Case studies, anonymised, are even given. Discussing the effects of diet and withholding food, Samuel (p. 125) writes:
“Case 74, affords very striking evidence in favour of a liberal, nourishing diet, even where great “irritation of violence” exists. The patient was described as a furious dangerous lunatic; and the reducing system had been fully tried upon him, with an aggravation of his complaint. The opposite mode was then pursued; and his appetite, from being long famished, was almost voracious for many days. It gradually lessened, till it arrived at the common standard. He took no medicine; and under the treatment he met with, his irritation of mind gradually subsided, and his recovery was very rapid and complete.”
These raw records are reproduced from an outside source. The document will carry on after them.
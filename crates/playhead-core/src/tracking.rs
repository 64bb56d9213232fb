//! Canonical tracking events
//!
//! Every raw engine or ad-SDK signal the session understands is reduced to
//! one of the events below before it leaves the core:
//! - Ad lifecycle (pre/mid/post-roll start and completion, pause, skip...)
//! - Content lifecycle (start, pause, resume, completion, seeks)
//! - Watched milestones for on-demand content
//! - Avails discovered while polling live streams

use crate::types::{AdMetadata, Avail, SessionId};
use chrono::{DateTime, Utc};
use serde::Serialize;
use std::sync::atomic::{AtomicU64, Ordering};
use tokio::sync::mpsc;
use tracing::debug;
use uuid::Uuid;

/// Position of an ad relative to the content it interrupts
#[derive(Debug, Clone, Copy, PartialEq, Eq, Hash, Serialize)]
#[serde(rename_all = "snake_case")]
pub enum AdPosition {
    Preroll,
    Midroll,
    Postroll,
}

impl std::fmt::Display for AdPosition {
    fn fmt(&self, f: &mut std::fmt::Formatter<'_>) -> std::fmt::Result {
        match self {
            AdPosition::Preroll => write!(f, "PREROLL"),
            AdPosition::Midroll => write!(f, "MIDROLL"),
            AdPosition::Postroll => write!(f, "POSTROLL"),
        }
    }
}

/// Watched-percentage milestones for on-demand content
#[derive(Debug, Clone, Copy, PartialEq, Eq, Hash, Serialize)]
pub enum WatchedMilestone {
    Quarter,
    Half,
    ThreeQuarters,
}

impl WatchedMilestone {
    pub fn percent(&self) -> u8 {
        match self {
            WatchedMilestone::Quarter => 25,
            WatchedMilestone::Half => 50,
            WatchedMilestone::ThreeQuarters => 75,
        }
    }
}

/// The closed vocabulary of events handed to the tracking sink
#[derive(Debug, Clone, Copy, PartialEq, Eq, Hash, Serialize)]
#[serde(into = "String")]
pub enum TrackingEventKind {
    AdStarted(AdPosition),
    AdCompleted(AdPosition),
    AdPaused,
    AdResumed,
    AdSkipped,
    AdClicked,
    AdBreakEnded,
    PlayStarted,
    PlayPaused,
    PlayResumed,
    PlayCompleted,
    Seeked,
    Watched(WatchedMilestone),
    StreamRecovered,
    AvailsReceived,
}

impl std::fmt::Display for TrackingEventKind {
    fn fmt(&self, f: &mut std::fmt::Formatter<'_>) -> std::fmt::Result {
        match self {
            TrackingEventKind::AdStarted(position) => write!(f, "{}_AD_STARTED", position),
            TrackingEventKind::AdCompleted(position) => write!(f, "{}_AD_COMPLETED", position),
            TrackingEventKind::AdPaused => write!(f, "AD_PAUSED"),
            TrackingEventKind::AdResumed => write!(f, "AD_RESUMED"),
            TrackingEventKind::AdSkipped => write!(f, "AD_SKIPPED"),
            TrackingEventKind::AdClicked => write!(f, "AD_CLICKED"),
            TrackingEventKind::AdBreakEnded => write!(f, "AD_BREAK_ENDED"),
            TrackingEventKind::PlayStarted => write!(f, "PLAY_STARTED"),
            TrackingEventKind::PlayPaused => write!(f, "PLAY_PAUSED"),
            TrackingEventKind::PlayResumed => write!(f, "PLAY_RESUMED"),
            TrackingEventKind::PlayCompleted => write!(f, "PLAY_COMPLETED"),
            TrackingEventKind::Seeked => write!(f, "SEEKED"),
            TrackingEventKind::Watched(milestone) => {
                write!(f, "VIDEO_{}_WATCHED", milestone.percent())
            }
            TrackingEventKind::StreamRecovered => write!(f, "STREAM_RECOVERED"),
            TrackingEventKind::AvailsReceived => write!(f, "AVAILS_RECEIVED"),
        }
    }
}

impl From<TrackingEventKind> for String {
    fn from(kind: TrackingEventKind) -> Self {
        kind.to_string()
    }
}

/// Data carried with a tracking event
#[derive(Debug, Clone, PartialEq, Serialize)]
#[serde(tag = "payload", rename_all = "snake_case")]
pub enum TrackingPayload {
    None,
    Playback {
        position_micros: i64,
        percent: u8,
    },
    Percent {
        percent: u8,
    },
    Seek {
        from_micros: i64,
        to_micros: i64,
    },
    Ad {
        ad: AdMetadata,
    },
    Avails {
        avails: Vec<Avail>,
        timeline_position_micros: i64,
    },
    Info {
        message: String,
    },
}

/// A canonical tracking event for one video
#[derive(Debug, Clone, PartialEq, Serialize)]
pub struct TrackingEvent {
    pub video_id: String,
    pub kind: TrackingEventKind,
    #[serde(flatten)]
    pub payload: TrackingPayload,
}

impl TrackingEvent {
    pub fn new(video_id: impl Into<String>, kind: TrackingEventKind, payload: TrackingPayload) -> Self {
        Self {
            video_id: video_id.into(),
            kind,
            payload,
        }
    }

    pub fn playback(video_id: impl Into<String>, kind: TrackingEventKind, position_micros: i64, percent: u8) -> Self {
        Self::new(
            video_id,
            kind,
            TrackingPayload::Playback {
                position_micros,
                percent,
            },
        )
    }
}

/// Consumer of canonical tracking events.
///
/// Called on the session task; implementations must return quickly.
pub trait TrackingSink: Send + Sync {
    fn emit(&self, event: TrackingEvent);
}

/// Tracking event with delivery metadata
#[derive(Debug, Clone, Serialize)]
pub struct TrackingRecord {
    /// Unique event ID
    pub id: Uuid,
    /// Session ID
    pub session_id: SessionId,
    /// Timestamp
    pub timestamp: DateTime<Utc>,
    /// Sequence number
    pub sequence: u64,
    /// The event
    #[serde(flatten)]
    pub event: TrackingEvent,
}

/// Sink that stamps events and forwards them to a channel
pub struct TrackingEmitter {
    session_id: SessionId,
    sequence: AtomicU64,
    event_tx: mpsc::UnboundedSender<TrackingRecord>,
}

impl TrackingEmitter {
    /// Create an emitter and the receiving end of its record channel
    pub fn new(session_id: SessionId) -> (Self, mpsc::UnboundedReceiver<TrackingRecord>) {
        let (event_tx, event_rx) = mpsc::unbounded_channel();
        let emitter = Self {
            session_id,
            sequence: AtomicU64::new(0),
            event_tx,
        };
        (emitter, event_rx)
    }

    pub fn session_id(&self) -> SessionId {
        self.session_id
    }
}

impl TrackingSink for TrackingEmitter {
    fn emit(&self, event: TrackingEvent) {
        let sequence = self.sequence.fetch_add(1, Ordering::Relaxed) + 1;
        let record = TrackingRecord {
            id: Uuid::new_v4(),
            session_id: self.session_id,
            timestamp: Utc::now(),
            sequence,
            event,
        };

        debug!(
            event_id = %record.id,
            sequence,
            kind = %record.event.kind,
            video_id = %record.event.video_id,
            "Tracking event"
        );

        // A dropped receiver only means nobody is listening any more
        let _ = self.event_tx.send(record);
    }
}
//! Ad & tracking classification
//!
//! Pure translation from raw engine / ad-SDK signals into canonical
//! [`TrackingEvent`]s plus the [`StateDelta`] the session controller must
//! apply. Nothing in here performs I/O or touches shared state.
//!
//! Two ad-position rules coexist and are deliberately kept apart:
//! - engine-native signals carry a playback percentage
//!   ([`AdPosition::from_start_percent`], [`AdPosition::from_completion_percent`])
//! - the ad-rendering SDK supplies an ordinal ad type
//!   ([`AdPosition::from_ordinal`])

use crate::error::{ErrorKind, PlaybackError};
use crate::state::{PlaybackPhase, SessionState};
use crate::tracking::{AdPosition, TrackingEvent, TrackingEventKind, TrackingPayload, WatchedMilestone};
use crate::types::{AdMetadata, VideoDescriptor};
use serde::{Deserialize, Serialize};

/// Start percentage at and above which an engine-native ad counts as post-roll
pub const POSTROLL_START_PERCENT: u8 = 90;

/// Completion percentage of an engine-native post-roll
pub const POSTROLL_COMPLETE_PERCENT: u8 = 100;

impl AdPosition {
    /// Engine-native rule for ad starts
    pub fn from_start_percent(percent: u8) -> Self {
        match percent {
            0 => AdPosition::Preroll,
            p if p < POSTROLL_START_PERCENT => AdPosition::Midroll,
            _ => AdPosition::Postroll,
        }
    }

    /// Engine-native rule for ad completions
    pub fn from_completion_percent(percent: u8) -> Self {
        match percent {
            0 => AdPosition::Preroll,
            POSTROLL_COMPLETE_PERCENT => AdPosition::Postroll,
            _ => AdPosition::Midroll,
        }
    }

    /// Ad-SDK ordinal rule
    pub fn from_ordinal(ad_type: i32) -> Self {
        match ad_type {
            0 => AdPosition::Preroll,
            t if t > 0 => AdPosition::Midroll,
            _ => AdPosition::Postroll,
        }
    }
}

impl WatchedMilestone {
    /// Bucket a raw watched percentage
    pub fn from_percent(percent: u8) -> Option<Self> {
        match percent {
            25 => Some(WatchedMilestone::Quarter),
            50 => Some(WatchedMilestone::Half),
            75 => Some(WatchedMilestone::ThreeQuarters),
            _ => None,
        }
    }
}

/// Failure reported by a playback engine
#[derive(Debug, Clone, PartialEq, Eq, Serialize, Deserialize)]
#[serde(tag = "fault", content = "message", rename_all = "snake_case")]
pub enum PlayerFault {
    BehindLiveWindow,
    Source(String),
    Renderer(String),
    Unexpected(String),
}

/// Map an engine fault onto the stable error classification
pub fn classify_fault(fault: &PlayerFault) -> PlaybackError {
    match fault {
        PlayerFault::BehindLiveWindow => {
            PlaybackError::new(ErrorKind::BehindLiveWindow, "playback fell behind the live window")
        }
        PlayerFault::Source(message) => PlaybackError::new(ErrorKind::SourceUnavailable, message.clone()),
        PlayerFault::Renderer(message) | PlayerFault::Unexpected(message) => {
            PlaybackError::new(ErrorKind::EngineFatal, message.clone())
        }
    }
}

/// Signals emitted by the playback engine
#[derive(Debug, Clone, PartialEq, Eq, Serialize, Deserialize)]
#[serde(tag = "type", rename_all = "snake_case")]
pub enum EngineSignal {
    PlayStarted { position_micros: i64 },
    Paused { position_micros: i64 },
    Resumed { position_micros: i64 },
    Seeked { from_micros: i64, to_micros: i64 },
    PercentWatched { percent: u8 },
    AdStarted { percent: u8 },
    AdCompleted { percent: u8 },
    /// Playback of the current video finished or was stopped
    PlayCompleted {
        #[serde(default)]
        position_micros: Option<i64>,
    },
    /// Terminal end-of-content for the current video
    ContentEnded,
    Fault(PlayerFault),
}

/// Signals emitted by the ad-rendering SDK
#[derive(Debug, Clone, PartialEq, Eq, Serialize, Deserialize)]
#[serde(tag = "type", rename_all = "snake_case")]
pub enum AdSdkSignal {
    AdStarted {
        ad_type: i32,
        #[serde(default)]
        ad: AdMetadata,
    },
    AdCompleted {
        ad_type: i32,
        #[serde(default)]
        ad: AdMetadata,
    },
    AdPaused {
        #[serde(default)]
        ad: AdMetadata,
    },
    AdResumed {
        #[serde(default)]
        ad: AdMetadata,
    },
    AdSkipped {
        #[serde(default)]
        ad: AdMetadata,
    },
    AdClicked {
        #[serde(default)]
        ad: AdMetadata,
    },
    BreakEnded,
}

/// Any raw signal delivered to the session
#[derive(Debug, Clone, PartialEq, Eq, Serialize, Deserialize)]
#[serde(tag = "source", content = "signal", rename_all = "snake_case")]
pub enum RawSignal {
    Engine(EngineSignal),
    AdSdk(AdSdkSignal),
}

/// Position table change requested by a classification
#[derive(Debug, Clone, Copy, PartialEq, Eq)]
pub enum PositionUpdate {
    Record(i64),
    Clear,
}

/// Avail timer change requested by a classification
#[derive(Debug, Clone, Copy, PartialEq, Eq)]
pub enum TimerAction {
    Start,
    Stop,
}

/// Changes the session controller applies after classifying a signal
#[derive(Debug, Clone, Default, PartialEq, Eq)]
pub struct StateDelta {
    pub phase: Option<PlaybackPhase>,
    pub play_started: Option<bool>,
    pub first_ad_completed: Option<bool>,
    pub position: Option<PositionUpdate>,
    pub timer: Option<TimerAction>,
    /// Hand control to the playlist state machine
    pub advance_playlist: bool,
    /// Surface a classified engine failure
    pub fault: Option<PlaybackError>,
}

impl StateDelta {
    fn phase(phase: PlaybackPhase) -> Self {
        Self {
            phase: Some(phase),
            ..Default::default()
        }
    }

    pub fn is_empty(&self) -> bool {
        *self == StateDelta::default()
    }
}

/// Outcome of classifying a single raw signal
#[derive(Debug, Clone, Default, PartialEq)]
pub struct Classification {
    pub event: Option<TrackingEvent>,
    pub delta: StateDelta,
}

impl Classification {
    fn new(event: Option<TrackingEvent>, delta: StateDelta) -> Self {
        Self { event, delta }
    }

    fn ignored() -> Self {
        Self::default()
    }
}

/// Snapshot of everything classification depends on
#[derive(Debug, Clone, Copy)]
pub struct ClassifyContext<'a> {
    pub state: &'a SessionState,
    pub video: &'a VideoDescriptor,
    /// Ad tracking metadata (a tracking URL) is known for the current video
    pub has_tracking_url: bool,
}

/// Classify a raw signal against the current session snapshot
pub fn classify(signal: &RawSignal, ctx: &ClassifyContext<'_>) -> Classification {
    match signal {
        RawSignal::Engine(signal) => classify_engine(signal, ctx),
        RawSignal::AdSdk(signal) => classify_ad_sdk(signal, ctx),
    }
}

fn classify_engine(signal: &EngineSignal, ctx: &ClassifyContext<'_>) -> Classification {
    let video = ctx.video;
    let id = video.id();

    match *signal {
        // Only the first start after an initial or completed state counts
        EngineSignal::PlayStarted { .. } if ctx.state.play_started() => Classification::ignored(),
        EngineSignal::PlayStarted { position_micros } => Classification::new(
            Some(TrackingEvent::playback(
                id,
                TrackingEventKind::PlayStarted,
                position_micros,
                video.percent_at(position_micros),
            )),
            StateDelta {
                phase: Some(PlaybackPhase::Playing),
                play_started: Some(true),
                timer: ctx.has_tracking_url.then_some(TimerAction::Start),
                ..Default::default()
            },
        ),
        EngineSignal::Paused { position_micros } => Classification::new(
            Some(TrackingEvent::playback(
                id,
                TrackingEventKind::PlayPaused,
                position_micros,
                video.percent_at(position_micros),
            )),
            StateDelta {
                phase: Some(PlaybackPhase::Paused),
                position: Some(PositionUpdate::Record(position_micros)),
                ..Default::default()
            },
        ),
        EngineSignal::Resumed { position_micros } => Classification::new(
            Some(TrackingEvent::playback(
                id,
                TrackingEventKind::PlayResumed,
                position_micros,
                video.percent_at(position_micros),
            )),
            StateDelta::phase(PlaybackPhase::Playing),
        ),
        EngineSignal::Seeked { from_micros, to_micros } => Classification::new(
            Some(TrackingEvent::new(
                id,
                TrackingEventKind::Seeked,
                TrackingPayload::Seek { from_micros, to_micros },
            )),
            StateDelta::default(),
        ),
        EngineSignal::PercentWatched { percent } => {
            match (video.is_live(), WatchedMilestone::from_percent(percent)) {
                (false, Some(milestone)) => Classification::new(
                    Some(TrackingEvent::new(
                        id,
                        TrackingEventKind::Watched(milestone),
                        TrackingPayload::Percent { percent },
                    )),
                    StateDelta::default(),
                ),
                _ => Classification::ignored(),
            }
        }
        EngineSignal::AdStarted { percent } => Classification::new(
            Some(TrackingEvent::new(
                id,
                TrackingEventKind::AdStarted(AdPosition::from_start_percent(percent)),
                TrackingPayload::Percent { percent },
            )),
            StateDelta::phase(PlaybackPhase::AdBreak { paused: false }),
        ),
        EngineSignal::AdCompleted { percent } => {
            let position = AdPosition::from_completion_percent(percent);
            let phase = match position {
                AdPosition::Postroll => PlaybackPhase::Ended,
                _ => PlaybackPhase::Playing,
            };
            Classification::new(
                Some(TrackingEvent::new(
                    id,
                    TrackingEventKind::AdCompleted(position),
                    TrackingPayload::Percent { percent },
                )),
                StateDelta {
                    phase: Some(phase),
                    first_ad_completed: Some(true),
                    ..Default::default()
                },
            )
        }
        EngineSignal::PlayCompleted { position_micros } => {
            let reported = position_micros.unwrap_or(0);
            Classification::new(
                Some(TrackingEvent::playback(
                    id,
                    TrackingEventKind::PlayCompleted,
                    reported,
                    video.percent_at(reported),
                )),
                StateDelta {
                    phase: Some(PlaybackPhase::Ended),
                    play_started: Some(false),
                    position: position_micros.map(PositionUpdate::Record),
                    timer: Some(TimerAction::Stop),
                    ..Default::default()
                },
            )
        }
        EngineSignal::ContentEnded => Classification::new(
            None,
            StateDelta {
                phase: Some(PlaybackPhase::Ended),
                play_started: Some(false),
                timer: Some(TimerAction::Stop),
                advance_playlist: true,
                ..Default::default()
            },
        ),
        EngineSignal::Fault(ref fault) => {
            let error = classify_fault(fault);
            // Recoverable discontinuities are informational only
            let event = error.kind.is_recoverable().then(|| {
                TrackingEvent::new(
                    id,
                    TrackingEventKind::StreamRecovered,
                    TrackingPayload::Info {
                        message: error.message.clone(),
                    },
                )
            });
            Classification::new(
                event,
                StateDelta {
                    fault: Some(error),
                    ..Default::default()
                },
            )
        }
    }
}

fn classify_ad_sdk(signal: &AdSdkSignal, ctx: &ClassifyContext<'_>) -> Classification {
    let id = ctx.video.id();
    let ad_event = |kind: TrackingEventKind, ad: &AdMetadata| {
        Some(TrackingEvent::new(id, kind, TrackingPayload::Ad { ad: ad.clone() }))
    };

    match signal {
        AdSdkSignal::AdStarted { ad_type, ad } => Classification::new(
            ad_event(TrackingEventKind::AdStarted(AdPosition::from_ordinal(*ad_type)), ad),
            StateDelta::phase(PlaybackPhase::AdBreak { paused: false }),
        ),
        AdSdkSignal::AdCompleted { ad_type, ad } => Classification::new(
            ad_event(TrackingEventKind::AdCompleted(AdPosition::from_ordinal(*ad_type)), ad),
            StateDelta {
                first_ad_completed: (!ctx.state.first_ad_completed()).then_some(true),
                ..Default::default()
            },
        ),
        AdSdkSignal::AdPaused { ad } if ctx.state.ad_playing() && !ctx.state.ad_paused() => {
            Classification::new(
                ad_event(TrackingEventKind::AdPaused, ad),
                StateDelta::phase(PlaybackPhase::AdBreak { paused: true }),
            )
        }
        AdSdkSignal::AdResumed { ad } if ctx.state.ad_paused() => Classification::new(
            ad_event(TrackingEventKind::AdResumed, ad),
            StateDelta::phase(PlaybackPhase::AdBreak { paused: false }),
        ),
        AdSdkSignal::AdPaused { .. } | AdSdkSignal::AdResumed { .. } => Classification::ignored(),
        AdSdkSignal::AdSkipped { ad } => {
            Classification::new(ad_event(TrackingEventKind::AdSkipped, ad), StateDelta::default())
        }
        AdSdkSignal::AdClicked { ad } => {
            Classification::new(ad_event(TrackingEventKind::AdClicked, ad), StateDelta::default())
        }
        AdSdkSignal::BreakEnded => Classification::new(
            Some(TrackingEvent::new(id, TrackingEventKind::AdBreakEnded, TrackingPayload::None)),
            StateDelta::phase(PlaybackPhase::Playing),
        ),
    }
}
//! CLI command implementations

use crate::output::{self, OutputFormat};
use crate::simulator::{self, CollectedErrors, Scenario, Step};
use anyhow::Context;
use playhead_core::classifier::ClassifyContext;
use playhead_core::{
    classify as classify_signal, PlaybackError, RawSignal, SessionConfig, SessionController,
    SessionHandle, SessionId, SessionState, TrackingEmitter, TrackingRecord, VideoDescriptor,
};
use serde::Serialize;
use std::path::Path;
use std::sync::Arc;
use std::time::Duration;
use tracing::{debug, info};

/// Everything a simulated session produced
#[derive(Debug, Serialize)]
struct SimulationReport {
    session_id: SessionId,
    events: Vec<TrackingRecord>,
    errors: Vec<PlaybackError>,
}

/// Replay a scenario and print its tracking events
pub async fn simulate(scenario_path: &Path, config_path: Option<&Path>, format: &str) -> anyhow::Result<()> {
    let config = load_config(config_path)?;
    let scenario = Scenario::from_file(scenario_path)
        .with_context(|| format!("reading scenario {}", scenario_path.display()))?;

    info!(
        videos = scenario.videos.len(),
        steps = scenario.steps.len(),
        "Starting simulation"
    );

    let session_id = SessionId::new();
    let (emitter, mut records) = TrackingEmitter::new(session_id);
    let errors = Arc::new(CollectedErrors::default());
    let collaborators = simulator::collaborators(&scenario, Arc::new(emitter), errors.clone());

    let (handle, task) = SessionHandle::spawn(SessionController::new(collaborators));
    handle.configure(config).await?;
    match scenario.ad_urls.clone() {
        Some(ad_urls) => handle.init_playlist_with_ads(scenario.videos.clone(), ad_urls).await?,
        None => handle.init_playlist(scenario.videos.clone()).await?,
    }

    for (index, step) in scenario.steps.iter().enumerate() {
        debug!(index, ?step, "Step");
        run_step(&handle, step.clone())
            .await
            .with_context(|| format!("step {index} failed"))?;
    }

    handle.release().await?;
    drop(handle);
    task.await?;

    let mut events = Vec::new();
    while let Ok(record) = records.try_recv() {
        events.push(record);
    }
    let report = SimulationReport {
        session_id,
        events,
        errors: errors.take(),
    };

    match OutputFormat::from(format) {
        OutputFormat::Json => println!("{}", output::to_json(&report)),
        OutputFormat::Text => {
            println!("Session {}", report.session_id);
            println!("\nTracking events ({}):", report.events.len());
            for record in &report.events {
                println!("  {}", output::record_line(record));
            }
            if !report.errors.is_empty() {
                println!("\nPlayback errors ({}):", report.errors.len());
                for error in &report.errors {
                    println!("  {}", output::error_line(error));
                }
            }
        }
    }

    Ok(())
}

async fn run_step(handle: &SessionHandle, step: Step) -> playhead_core::Result<()> {
    match step {
        Step::Signal { signal } => handle.signal(signal).await,
        Step::Play => handle.play().await,
        Step::Pause => handle.pause().await,
        Step::AddVideo { video } => handle.add_video(video).await,
        Step::SwitchBackend { backend } => handle.switch_backend(backend).await,
        Step::EnterPictureInPicture => handle.enter_picture_in_picture().await,
        Step::ExitPictureInPicture => handle.exit_picture_in_picture().await,
        Step::Wait { millis } => {
            tokio::time::sleep(Duration::from_millis(millis)).await;
            Ok(())
        }
        Step::Release => handle.release().await,
    }
}

/// Classify a single signal and print the event and state change
pub fn classify(signal_json: &str, live: bool, duration_micros: i64, tracked: bool, format: &str) -> anyhow::Result<()> {
    let signal: RawSignal = serde_json::from_str(signal_json).context("parsing signal")?;
    let video = if live {
        VideoDescriptor::live("cli://video")
    } else {
        VideoDescriptor::new("cli://video", duration_micros)
    };
    let state = SessionState::new();

    let classification = classify_signal(
        &signal,
        &ClassifyContext {
            state: &state,
            video: &video,
            has_tracking_url: tracked,
        },
    );

    match OutputFormat::from(format) {
        OutputFormat::Json => {
            let value = serde_json::json!({
                "event": classification.event,
                "delta": format!("{:?}", classification.delta),
            });
            println!("{}", output::to_json(&value));
        }
        OutputFormat::Text => {
            match &classification.event {
                Some(event) => println!("Event: {} {}", event.kind, output::to_json(&event.payload)),
                None => println!("Event: (none)"),
            }
            if classification.delta.is_empty() {
                println!("State: unchanged");
            } else {
                println!("State: {:?}", classification.delta);
            }
        }
    }

    Ok(())
}

/// Print the effective configuration, validating a file when given
pub fn config(path: Option<&Path>, format: &str) -> anyhow::Result<()> {
    let config = load_config(path)?;

    match OutputFormat::from(format) {
        OutputFormat::Json => println!("{}", output::to_json(&config)),
        OutputFormat::Text => {
            println!("Session configuration:");
            println!("  Ads enabled:          {}", config.ads_enabled);
            println!("  Cast enabled:         {}", config.cast_enabled);
            println!("  Avail poll period:    {}ms", config.avail_poll_period_ms);
            println!("  Resume positions:     {}", config.resume_saved_positions);
            println!("  Hide chrome in PiP:   {}", config.hide_chrome_in_pip);
        }
    }

    Ok(())
}

fn load_config(path: Option<&Path>) -> anyhow::Result<SessionConfig> {
    match path {
        Some(path) => SessionConfig::from_json_file(path)
            .with_context(|| format!("loading config {}", path.display())),
        None => Ok(SessionConfig::default()),
    }
}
The end of the book contains a useful table of patients, with their profiles, diagnosis, dates in The Retreat and outcome.
Samuel’s interests extended beyond York. In one letter (TUKE/1/20/1/15/3), he compared the practices of English hospitals to current work in Paris, and he also commented upon relevant legislation (TUKE/2/3/1/2/2).
Medicalised institutions like The Retreat were not the only accommodation for people with impairments, nor the only focus for Samuel’s philanthropy. In The York Courant, December 9th 1841, a transcript of a debate was reproduced in which a new workhouse for York is debated. Samuel urged major reform to the present workhouse, particularly segregated facilities based on age, sex and sickness (TUKE/2/2/6/4/1-7). And, in a meeting of the York + North Midland Railway Company, 5th June 1841, he urged for more beds in the York Hospital. (TUKE/2/2/6/4/1-7). On 3 September 1846, he proposed the formation of the Health of Towns’ Association at York. (TUKE/2/2/6/4/1-7).
Samuel was not alone in this endeavour. In 1809, his grandfather William Tuke, who founded The Retreat, wrote to the governors of the York Lunatic Asylum to recommend its improvement in light of practices at The Retreat (TUKE/2/1/1/1/1). His father, Henry Tuke, also worked to found The Retreat (e.g. TUKE/2/3/1/2/1).